Historically-speaking,
the science fiction and fantasy cinema has battled high camp -- a form of art notable because of its
exaggerated or over-the-top attributes -- for over five
decades.
That
long battle is definitively lost in Doc Savage: The Man of Bronze
(1975), a tongue-in-cheek film adaptation of the pulp magazine hero (or
superhero) created by Henry W. Ralston and story editor John L. Nanovi (with
additional material from Lester Dent) in
the 1930s.
The
seventies movie from producer George Pal (1908 – 1980) and director Michael
Anderson brazenly makes a mockery of the titular hero’s world, his missions,
and even his patriotic belief system.
That the film is poorly paced, and looks more like a TV pilot rather
than a full-fledged motion picture only adds to a laundry list of problems.
First
some background on high camp: when camp is discussed as a mode of expression,
what is really being debated is a sense of authorial or creative distance. When a film is overtly campy, the author or
authors (since film is a collaborative art form…) have made the deliberate
decision to stand back and observe the property being adapted from a dramatic
and in fact, critical distance. They find the subject matter humorous, or
worthy of ribbing, and have adapted by that belief as a guiding principle.
Notably
not all creative “standing back” need result in a campy or tongue-in-cheek approach,
and instead can help a film function admirably as pastiche or homage. In movies like Star Wars (1977), Raiders
of the Lost Ark (1981) and even Scream (1996), there is a sense of
knowing humor at work, but a campy tone is not the result.
In
short, then, the camp approach represents sort of the furthest artistic distance a creator can imagine him or herself
from his or her material. Worse, that great
distance often seems to emerge from a place of genuine contempt; from a sense that the adapter is better than or superior
to the material being adapted…and thus boasts the right/responsibility to mock
said property.
Although
Dino De Laurentiis’s King Kong (1976) and Flash
Gordon (1980) are often offered up on a platter as Exhibits A and B for
“campy” style big-budget science fiction or fantasy films, those examples don’t
actually fit the bill very well.
Rather,
close viewing suggests that Kong and Flash boast
self-reflexive qualities and a sense of humor, but nonetheless boast a sense of
closeness to the material at hand.

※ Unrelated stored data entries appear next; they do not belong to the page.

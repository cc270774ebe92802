//! Pure edit operations on week schedules.
//!
//! Every operation takes the current schedule by reference and returns a
//! new one; the input is never modified. An edit that would break a
//! schedule invariant is rejected with an [`EditError`] and nothing is
//! applied. A schedule that already breaks an invariant is refused by
//! every edit with [`EditError::InvalidSchedule`].
//!
//! # Invariants Kept
//! - A weekday belongs to at most one group; groups are never empty.
//! - A full-day group has no opening and no breaks.
//! - Breaks lie strictly inside the opening, never touch each other and
//!   are ordered by their offset from the opening start.

use crate::error::EditError;
use crate::models::{DaySchedule, TimeRange, WeekSchedule, Weekday, WeekdaySet};
use crate::validation::validate_schedule;

/// Text form of [`default_schedule`].
pub const DEFAULT_SCHEDULE: &str = "Mo-Fr 09:00-18:00";

/// A fresh schedule for a new facility: weekdays from 09:00 to 18:00.
pub fn default_schedule() -> WeekSchedule {
    WeekSchedule::new().with_group(DaySchedule::open(
        WeekdaySet::range(Weekday::Monday, Weekday::Friday),
        TimeRange::hm((9, 0), (18, 0)),
    ))
}

/// Adds `day` to group `group`.
///
/// A no-op when the group already has the day.
pub fn add_working_day(
    schedule: &WeekSchedule,
    group: usize,
    day: Weekday,
) -> Result<WeekSchedule, EditError> {
    check_schedule(schedule)?;
    check_group(schedule, group)?;
    match schedule.group_index_for(day) {
        Some(owner) if owner == group => return Ok(schedule.clone()),
        Some(owner) => return Err(EditError::DayAlreadyAssigned { day, owner }),
        None => {}
    }

    let mut next = schedule.clone();
    next.groups[group].weekdays.insert(day);
    Ok(next)
}

/// Removes `day` from group `group`. A group left without days is dropped.
pub fn remove_working_day(
    schedule: &WeekSchedule,
    group: usize,
    day: Weekday,
) -> Result<WeekSchedule, EditError> {
    check_schedule(schedule)?;
    check_group(schedule, group)?;
    let mut next = schedule.clone();
    if !next.groups[group].weekdays.remove(day) {
        return Err(EditError::DayNotInGroup { day, group });
    }
    if next.groups[group].weekdays.is_empty() {
        next.groups.remove(group);
    }
    Ok(next)
}

/// Sets the opening of group `group`.
///
/// Clears the full-day flag. Breaks that no longer fit strictly inside
/// the new opening are dropped.
pub fn set_opening_time(
    schedule: &WeekSchedule,
    group: usize,
    range: TimeRange,
) -> Result<WeekSchedule, EditError> {
    check_schedule(schedule)?;
    check_group(schedule, group)?;
    if !range.is_valid() {
        return Err(EditError::InvalidRange(range));
    }

    let mut next = schedule.clone();
    let target = &mut next.groups[group];
    target.is_full_day = false;
    target.opening = Some(range);

    let breaks = std::mem::take(&mut target.closed_breaks);
    for b in breaks {
        // Survivors were pairwise disjoint before, so only containment can fail.
        if target.fits_break(&b) {
            target.closed_breaks.push(b);
        }
    }
    let origin = range.start.minute_of_day();
    target
        .closed_breaks
        .sort_by_key(|b| b.span_after(origin).start);
    Ok(next)
}

/// Switches group `group` to open all day (`true`) or back to a timed
/// rule without an opening yet (`false`).
///
/// Turning full day on discards the opening and all breaks. Turning it
/// off leaves the group closed until [`set_opening_time`] is called; on a
/// group that is not full day it changes nothing.
///
/// Returns a `Result` like the other edits rather than a bare schedule:
/// the group index can be out of range ([`EditError::GroupOutOfRange`])
/// and the input can already be invalid ([`EditError::InvalidSchedule`]).
/// No other error occurs.
pub fn set_full_day(
    schedule: &WeekSchedule,
    group: usize,
    full_day: bool,
) -> Result<WeekSchedule, EditError> {
    check_schedule(schedule)?;
    check_group(schedule, group)?;
    let mut next = schedule.clone();
    let target = &mut next.groups[group];
    if full_day {
        target.is_full_day = true;
        target.opening = None;
        target.closed_breaks.clear();
    } else if target.is_full_day {
        target.is_full_day = false;
    }
    Ok(next)
}

/// Adds a closed break to group `group`.
pub fn add_closed_break(
    schedule: &WeekSchedule,
    group: usize,
    range: TimeRange,
) -> Result<WeekSchedule, EditError> {
    check_schedule(schedule)?;
    check_group(schedule, group)?;
    let mut next = schedule.clone();
    insert_break(&mut next.groups[group], group, range)?;
    Ok(next)
}

/// Removes the break at position `index` of group `group`.
pub fn remove_closed_break(
    schedule: &WeekSchedule,
    group: usize,
    index: usize,
) -> Result<WeekSchedule, EditError> {
    check_schedule(schedule)?;
    check_group(schedule, group)?;
    let len = schedule.groups[group].closed_breaks.len();
    if index >= len {
        return Err(EditError::BreakOutOfRange { index, len });
    }
    let mut next = schedule.clone();
    next.groups[group].closed_breaks.remove(index);
    Ok(next)
}

/// Appends a new group.
///
/// The group must cover at least one day not owned by another group. Its
/// opening and breaks go through the same checks as the single-field
/// edits; a full-day group keeps neither.
pub fn append_group(
    schedule: &WeekSchedule,
    group: DaySchedule,
) -> Result<WeekSchedule, EditError> {
    check_schedule(schedule)?;
    if group.weekdays.is_empty() {
        return Err(EditError::EmptyGroup);
    }
    for day in group.weekdays.iter() {
        if let Some(owner) = schedule.group_index_for(day) {
            return Err(EditError::DayAlreadyAssigned { day, owner });
        }
    }

    let index = schedule.len();
    let mut added = DaySchedule {
        weekdays: group.weekdays,
        opening: None,
        closed_breaks: Vec::new(),
        is_full_day: group.is_full_day,
    };
    if !group.is_full_day {
        if let Some(opening) = group.opening {
            if !opening.is_valid() {
                return Err(EditError::InvalidRange(opening));
            }
            added.opening = Some(opening);
            for range in group.closed_breaks {
                insert_break(&mut added, index, range)?;
            }
        } else if let Some(range) = group.closed_breaks.first() {
            return Err(EditError::BreakOutsideOpening {
                range: *range,
                group: index,
            });
        }
    }

    let mut next = schedule.clone();
    next.groups.push(added);
    Ok(next)
}

/// Removes group `index`; its days become closed.
pub fn remove_group(schedule: &WeekSchedule, index: usize) -> Result<WeekSchedule, EditError> {
    check_schedule(schedule)?;
    check_group(schedule, index)?;
    let mut next = schedule.clone();
    next.groups.remove(index);
    Ok(next)
}

/// A closed group covering every weekday no group owns.
///
/// The result is a candidate for [`append_group`]; its weekday set is
/// empty when the week is fully claimed. This is a read-only query, so it
/// does not check the schedule; [`append_group`] does.
pub fn compute_complement(schedule: &WeekSchedule) -> DaySchedule {
    DaySchedule::closed(schedule.unclaimed_days())
}

fn check_schedule(schedule: &WeekSchedule) -> Result<(), EditError> {
    validate_schedule(schedule).map_err(EditError::InvalidSchedule)
}

fn check_group(schedule: &WeekSchedule, index: usize) -> Result<(), EditError> {
    if index < schedule.len() {
        Ok(())
    } else {
        Err(EditError::GroupOutOfRange {
            index,
            len: schedule.len(),
        })
    }
}

/// Inserts a break in offset order after checking it against the group.
fn insert_break(target: &mut DaySchedule, group: usize, range: TimeRange) -> Result<(), EditError> {
    if target.is_full_day {
        return Err(EditError::FullDay(group));
    }
    let Some(opening) = target.opening else {
        return Err(EditError::NoOpeningTime(group));
    };
    if !range.is_valid() {
        return Err(EditError::InvalidRange(range));
    }
    if !target.fits_break(&range) {
        return Err(EditError::BreakOutsideOpening { range, group });
    }

    let origin = opening.start.minute_of_day();
    let span = range.span_after(origin);
    if target
        .closed_breaks
        .iter()
        .any(|b| b.span_after(origin).touches(&span))
    {
        return Err(EditError::BreakOverlap { range, group });
    }

    let position = target
        .closed_breaks
        .iter()
        .position(|b| b.span_after(origin).start > span.start)
        .unwrap_or(target.closed_breaks.len());
    target.closed_breaks.insert(position, range);
    Ok(())
}
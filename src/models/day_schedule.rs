//! Day-group model: a set of weekdays sharing one time rule.
//!
//! # Rule Forms
//! - **Full day**: `is_full_day` is set; opening and breaks are ignored.
//! - **Closed**: no opening and not full day (the `off` form).
//! - **Timed**: an opening range, optionally minus closed breaks.
//!
//! Closed breaks lie strictly inside the opening (overnight aware) and never
//! touch each other. They are kept ordered by their offset from the opening
//! start.

use serde::{Deserialize, Serialize};

use super::time::{MinuteSpan, TimeRange, MINUTES_PER_DAY};
use super::weekday::{Weekday, WeekdaySet};

/// One day-group of a week schedule.
#[derive(Debug, Clone, Default, Serialize, Deserialize, PartialEq, Eq)]
pub struct DaySchedule {
    /// Days this rule applies to.
    pub weekdays: WeekdaySet,
    /// Opening interval. `None` on a closed or full-day group.
    pub opening: Option<TimeRange>,
    /// Sub-intervals of the opening during which the facility is closed.
    pub closed_breaks: Vec<TimeRange>,
    /// Open around the clock.
    pub is_full_day: bool,
}

impl DaySchedule {
    /// Creates a closed group for the given days.
    pub fn closed(weekdays: WeekdaySet) -> Self {
        Self {
            weekdays,
            ..Self::default()
        }
    }

    /// Creates a group open during `opening` on the given days.
    pub fn open(weekdays: WeekdaySet, opening: TimeRange) -> Self {
        Self {
            weekdays,
            opening: Some(opening),
            ..Self::default()
        }
    }

    /// Creates a group open around the clock on the given days.
    pub fn full_day(weekdays: WeekdaySet) -> Self {
        Self {
            weekdays,
            is_full_day: true,
            ..Self::default()
        }
    }

    /// Adds a closed break (unchecked; see `editor::add_closed_break`).
    pub fn with_break(mut self, range: TimeRange) -> Self {
        self.closed_breaks.push(range);
        self
    }

    /// Whether the group applies to `day`.
    #[inline]
    pub fn has_day(&self, day: Weekday) -> bool {
        self.weekdays.contains(day)
    }

    /// Whether the group's days are closed all day.
    pub fn is_closed(&self) -> bool {
        !self.is_full_day && self.opening.is_none()
    }

    /// Opening interval in the day's minute window, if timed.
    pub fn opening_span(&self) -> Option<MinuteSpan> {
        if self.is_full_day {
            return None;
        }
        self.opening.map(|o| o.span())
    }

    /// Whether `range` would sit strictly inside the opening.
    pub fn fits_break(&self, range: &TimeRange) -> bool {
        match self.opening_span() {
            Some(opening) => opening.strictly_contains(&range.span_after(opening.start)),
            None => false,
        }
    }

    /// Closed breaks mapped onto the opening's window, ordered by start.
    pub fn break_spans(&self) -> Vec<MinuteSpan> {
        let Some(opening) = self.opening_span() else {
            return Vec::new();
        };
        let mut spans: Vec<MinuteSpan> = self
            .closed_breaks
            .iter()
            .map(|b| b.span_after(opening.start))
            .collect();
        spans.sort_by_key(|s| s.start);
        spans
    }

    /// Open intervals of one such day: the opening minus its breaks.
    ///
    /// Spans are ordered and lie in the `0..2880` window. A full day is
    /// `[0, 1440)`; a closed group yields nothing.
    pub fn open_segments(&self) -> Vec<MinuteSpan> {
        if self.is_full_day {
            return vec![MinuteSpan::new(0, MINUTES_PER_DAY)];
        }
        let Some(opening) = self.opening_span() else {
            return Vec::new();
        };

        let mut segments = Vec::with_capacity(self.closed_breaks.len() + 1);
        let mut cursor = opening.start;
        for b in self.break_spans() {
            let start = b.start.clamp(opening.start, opening.end);
            let end = b.end.clamp(opening.start, opening.end);
            if start > cursor {
                segments.push(MinuteSpan::new(cursor, start));
            }
            cursor = cursor.max(end);
        }
        if cursor < opening.end {
            segments.push(MinuteSpan::new(cursor, opening.end));
        }
        segments
    }

    /// Whether two groups describe the same hours, ignoring their days.
    pub fn has_same_rule(&self, other: &Self) -> bool {
        self.open_segments() == other.open_segments()
    }
}

#[cfg(test)]
mod tests {
    use super::*;

    fn weekdays() -> WeekdaySet {
        WeekdaySet::range(Weekday::Monday, Weekday::Friday)
    }

    #[test]
    fn test_rule_forms() {
        assert!(DaySchedule::closed(weekdays()).is_closed());
        assert!(!DaySchedule::full_day(weekdays()).is_closed());
        assert!(!DaySchedule::open(weekdays(), TimeRange::hm((9, 0), (18, 0))).is_closed());
    }

    #[test]
    fn test_open_segments_with_lunch_break() {
        let group = DaySchedule::open(weekdays(), TimeRange::hm((9, 0), (18, 0)))
            .with_break(TimeRange::hm((13, 0), (14, 0)));
        assert_eq!(
            group.open_segments(),
            vec![MinuteSpan::new(540, 780), MinuteSpan::new(840, 1080)]
        );
    }

    #[test]
    fn test_open_segments_overnight_break_after_midnight() {
        let group = DaySchedule::open(weekdays(), TimeRange::hm((20, 0), (4, 0)))
            .with_break(TimeRange::hm((1, 0), (2, 0)))
            .with_break(TimeRange::hm((22, 0), (23, 0)));
        assert_eq!(
            group.open_segments(),
            vec![
                MinuteSpan::new(1200, 1320),
                MinuteSpan::new(1380, 1500),
                MinuteSpan::new(1560, 1680),
            ]
        );
    }

    #[test]
    fn test_full_day_segments() {
        let group = DaySchedule::full_day(weekdays());
        assert_eq!(group.open_segments(), vec![MinuteSpan::new(0, 1440)]);
        assert!(DaySchedule::closed(weekdays()).open_segments().is_empty());
    }

    #[test]
    fn test_fits_break() {
        let group = DaySchedule::open(weekdays(), TimeRange::hm((22, 0), (6, 0)));
        assert!(group.fits_break(&TimeRange::hm((23, 30), (0, 30))));
        assert!(group.fits_break(&TimeRange::hm((2, 0), (3, 0))));
        assert!(!group.fits_break(&TimeRange::hm((22, 0), (23, 0)))); // touches start
        assert!(!group.fits_break(&TimeRange::hm((5, 0), (7, 0))));
        assert!(!DaySchedule::full_day(weekdays()).fits_break(&TimeRange::hm((1, 0), (2, 0))));
    }

    #[test]
    fn test_same_rule_ignores_days() {
        let a = DaySchedule::open(weekdays(), TimeRange::hm((9, 0), (18, 0)));
        let b = DaySchedule::open(WeekdaySet::of(&[Weekday::Sunday]), TimeRange::hm((9, 0), (18, 0)));
        assert!(a.has_same_rule(&b));
        assert!(!a.has_same_rule(&DaySchedule::full_day(weekdays())));
    }
}
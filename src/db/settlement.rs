use std::collections::HashMap;

use rust_decimal::Decimal;

use super::{DbPool, DbResult};

/// Batched applier of aggregated costs. The spend worker is the only
/// caller, which makes this the sole writer of `budget_used` and
/// `credits`.
pub struct SettlementWriter {
    pool: DbPool,
    credits_per_cost_unit: Decimal,
}

impl SettlementWriter {
    pub fn new(pool: DbPool, credits_per_cost_unit: u64) -> Self {
        Self {
            pool,
            credits_per_cost_unit: Decimal::from(credits_per_cost_unit),
        }
    }

    /// `budget_used += cost` and `credits -= cost * multiplier` for every
    /// account in one multi-row UPDATE.
    pub async fn update_account_budgets(&self, costs: &HashMap<i64, Decimal>) -> DbResult<()> {
        if costs.is_empty() {
            return Ok(());
        }
        let (ids, amounts) = split_costs(costs);
        sqlx::query(
            r#"
            UPDATE accounts AS a
            SET budget_used = a.budget_used + v.cost,
                credits = a.credits - v.cost * $3
            FROM (SELECT unnest($1::bigint[]) AS id, unnest($2::numeric[]) AS cost) AS v
            WHERE a.id = v.id
            "#,
        )
        .bind(&ids)
        .bind(&amounts)
        .bind(self.credits_per_cost_unit)
        .execute(&self.pool)
        .await?;
        Ok(())
    }

    /// `budget_used += cost` for every key in one multi-row UPDATE.
    pub async fn update_key_budgets(&self, costs: &HashMap<i64, Decimal>) -> DbResult<()> {
        if costs.is_empty() {
            return Ok(());
        }
        let (ids, amounts) = split_costs(costs);
        sqlx::query(
            r#"
            UPDATE api_keys AS k
            SET budget_used = k.budget_used + v.cost
            FROM (SELECT unnest($1::bigint[]) AS id, unnest($2::numeric[]) AS cost) AS v
            WHERE k.id = v.id
            "#,
        )
        .bind(&ids)
        .bind(&amounts)
        .execute(&self.pool)
        .await?;
        Ok(())
    }
}

fn split_costs(costs: &HashMap<i64, Decimal>) -> (Vec<i64>, Vec<Decimal>) {
    let mut ids = Vec::with_capacity(costs.len());
    let mut amounts = Vec::with_capacity(costs.len());
    for (id, cost) in costs {
        ids.push(*id);
        amounts.push(*cost);
    }
    (ids, amounts)
}
// ============================================================================
// Request: Anthropic Messages -> OpenAI Chat Completions
// ============================================================================

pub fn chat_request_from_messages(req: MessagesRequest) -> ChatCompletionRequest {
    let mut messages = Vec::with_capacity(req.messages.len() + 1);

    if let Some(system) = &req.system {
        messages.push(ChatMessage::text("system", system.flatten()));
    }

    for message in req.messages {
        convert_message(message.role, message.content, &mut messages);
    }

    ChatCompletionRequest {
        model: req.model,
        messages,
        max_tokens: req.max_tokens,
        stream: req.stream,
        temperature: req.temperature,
        top_p: req.top_p,
        stop: req.stop_sequences,
        tools: req.tools.map(|tools| {
            tools.into_iter().filter_map(convert_tool).collect::<Vec<_>>()
        }),
        tool_choice: req.tool_choice.and_then(convert_tool_choice),
        user: req.metadata.and_then(|m| m.user_id),
    }
}

/// Walk one Anthropic message into OpenAI form. Tool results become
/// separate `role: "tool"` messages appended after the main one.
fn convert_message(role: String, content: MessageContent, out: &mut Vec<ChatMessage>) {
    let blocks = match content {
        MessageContent::Text(text) => {
            out.push(ChatMessage::text(role, text));
            return;
        }
        MessageContent::Blocks(blocks) => blocks,
    };

    let mut parts: Vec<ChatContentPart> = Vec::new();
    let mut tool_calls: Vec<ToolCall> = Vec::new();
    let mut tool_messages: Vec<ChatMessage> = Vec::new();

    for block in blocks {
        let block = match block {
            ContentBlockParam::Known(known) => known,
            // Shape drift: unrecognized block types drop silently.
            ContentBlockParam::Unknown(_) => continue,
        };
        match block {
            KnownBlock::Text { text } => parts.push(ChatContentPart::Text { text }),
            KnownBlock::Image { source } => parts.push(ChatContentPart::ImageUrl {
                image_url: ImageUrl {
                    url: source_url(source),
                },
            }),
            KnownBlock::ToolUse { id, name, input } => tool_calls.push(ToolCall {
                id,
                type_: "function".to_string(),
                function: FunctionCall {
                    name,
                    arguments: serde_json::to_string(&input).unwrap_or_else(|_| "{}".to_string()),
                },
            }),
            KnownBlock::ToolResult {
                tool_use_id,
                content,
            } => tool_messages.push(ChatMessage {
                role: "tool".to_string(),
                content: ChatContent::Text(stringify_tool_result(content)),
                tool_calls: None,
                tool_call_id: Some(tool_use_id),
            }),
            KnownBlock::Document { source } => parts.push(ChatContentPart::File {
                file: match source {
                    BlockSource::Url { url } => FilePart {
                        file_url: Some(url),
                        file_data: None,
                        mime_type: None,
                    },
                    BlockSource::Base64 { media_type, data } => FilePart {
                        file_url: None,
                        file_data: Some(data),
                        mime_type: Some(media_type),
                    },
                },
            }),
        }
    }

    if !parts.is_empty() || !tool_calls.is_empty() {
        // A single text block simplifies to plain string content; a message
        // that only carries tool calls needs an empty string.
        let content = if parts.is_empty() {
            ChatContent::Text(String::new())
        } else if parts.len() == 1 && matches!(parts[0], ChatContentPart::Text { .. }) {
            match parts.pop() {
                Some(ChatContentPart::Text { text }) => ChatContent::Text(text),
                _ => unreachable!(),
            }
        } else {
            ChatContent::Parts(parts)
        };
        out.push(ChatMessage {
            role,
            content,
            tool_calls: (!tool_calls.is_empty()).then_some(tool_calls),
            tool_call_id: None,
        });
    }

    out.extend(tool_messages);
}

fn source_url(source: BlockSource) -> String {
    match source {
        BlockSource::Url { url } => url,
        BlockSource::Base64 { media_type, data } => {
            format!("data:{media_type};base64,{data}")
        }
    }
}

fn stringify_tool_result(content: Option<Value>) -> String {
    match content {
        None => String::new(),
        Some(Value::String(s)) => s,
        Some(other) => serde_json::to_string(&other).unwrap_or_default(),
    }
}

/// Regular tools map their `input_schema` onto `function.parameters`.
/// Built-in (server) tools have a `type` but no schema; they become
/// functions named `name || type` with an empty object schema.
fn convert_tool(tool: crate::api_types::anthropic::ToolParam) -> Option<FunctionTool> {
    let crate::api_types::anthropic::ToolParam {
        name,
        type_,
        description,
        input_schema,
    } = tool;
    let name = name.or(type_)?;
    Some(FunctionTool {
        type_: "function".to_string(),
        function: FunctionDefinition {
            name,
            description,
            parameters: input_schema.unwrap_or_else(|| json!({})),
        },
    })
}

fn convert_tool_choice(choice: ToolChoiceParam) -> Option<ChatToolChoice> {
    match choice {
        ToolChoiceParam::Auto => Some(ChatToolChoice::Mode("auto".to_string())),
        ToolChoiceParam::Any => Some(ChatToolChoice::Mode("required".to_string())),
        ToolChoiceParam::Tool { name } => Some(ChatToolChoice::Named {
            type_: "function".to_string(),
            function: NamedFunction { name },
        }),
        ToolChoiceParam::None => None,
    }
}

// ============================================================================
// Response: OpenAI Chat Completions -> Anthropic Messages
// ============================================================================

pub fn messages_response_from_chat(
    response: ChatCompletionResponse,
    requested_model: &str,
) -> MessagesResponse {
    let mut content = Vec::new();
    let mut finish_reason = None;

    if let Some(choice) = response.choices.into_iter().next() {
        finish_reason = choice.finish_reason;
        if let Some(text) = choice.message.content {
            content.push(ResponseBlock::Text { text });
        }
        if let Some(tool_calls) = choice.message.tool_calls {
            for call in tool_calls {
                content.push(ResponseBlock::ToolUse {
                    id: call.id,
                    name: call.function.name,
                    input: serde_json::from_str(&call.function.arguments)
                        .unwrap_or_else(|_| json!({})),
                });
            }
        }
    }

    if content.is_empty() {
        content.push(ResponseBlock::Text {
            text: String::new(),
        });
    }

    let usage = response.usage.unwrap_or_default();
    MessagesResponse {
        id: response.id.unwrap_or_else(synthesize_message_id),
        type_: "message",
        role: "assistant",
        model: response.model.unwrap_or_else(|| requested_model.to_string()),
        content,
        stop_reason: Some(map_stop_reason(finish_reason.as_deref())),
        stop_sequence: None,
        usage: MessagesUsage {
            input_tokens: usage.prompt_tokens,
            output_tokens: usage.completion_tokens,
            cache_read_input_tokens: usage
                .prompt_tokens_details
                .map(|d| d.cached_tokens),
            cache_creation_input_tokens: usage
                .prompt_tokens_details
                .map(|d| d.cache_creation_input_tokens),
        },
    }
}

/// Re-wrap a non-2xx upstream body as `{error: {...}, provider}`.
pub fn messages_error_from_chat(body: &[u8], provider: &str) -> Value {
    let parsed: ChatErrorBody = serde_json::from_slice(body).unwrap_or_default();
    let detail = parsed.error.unwrap_or_default();
    json!({
        "error": {
            "message": detail.message.unwrap_or_else(|| "Upstream provider error".to_string()),
            "type": detail.type_.unwrap_or_else(|| "api_error".to_string()),
            "param": detail.param,
            "code": detail.code,
        },
        "provider": provider,
    })
}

In
both films, in other words, the viewer gets close enough to feel invested in the characters and their
stories, despite the interjection of humor, self-reflexive commentary or rampant
post-modernism. When King Kong is gunned
down by helicopters…the audience mourns.
And when Flash’s theme song by Queen kicks in and he takes the fight to
Ming the Merciless, we feel roused to cheer at his victory. We may laugh at jokes in the films, but we
aren’t so far – distance-wise - that we can’t invest in the action
However,
a true “camp” film negates such sense of meaning or identification, and instead
portrays a world that is good only for a laugh, no matter the production
values, no matter the efforts of the actors, director, or other talents.
Doc
Savage: Man of Bronze
is such a campy film, one that, post-Watergate, adopts a contemptuous approach
to anyone in authority, and, in facts, makes heroism itself seem ridiculous and
unbelievable. There are ample reasons
for this approach, at this time in American history, but those reasons don’t
mean that the approach is right for the Doc Savage character. After all, who can honestly invest in a hero
who is so perfect, so square, so beautiful that the twinkle in his eye is
literal…added as a special effect?
Although
many critics also mistakenly term Superman: The Movie (1978) campy
that film revolutionized superhero filmmaking because it took the hero’s world,
his powers, and his relationships seriously.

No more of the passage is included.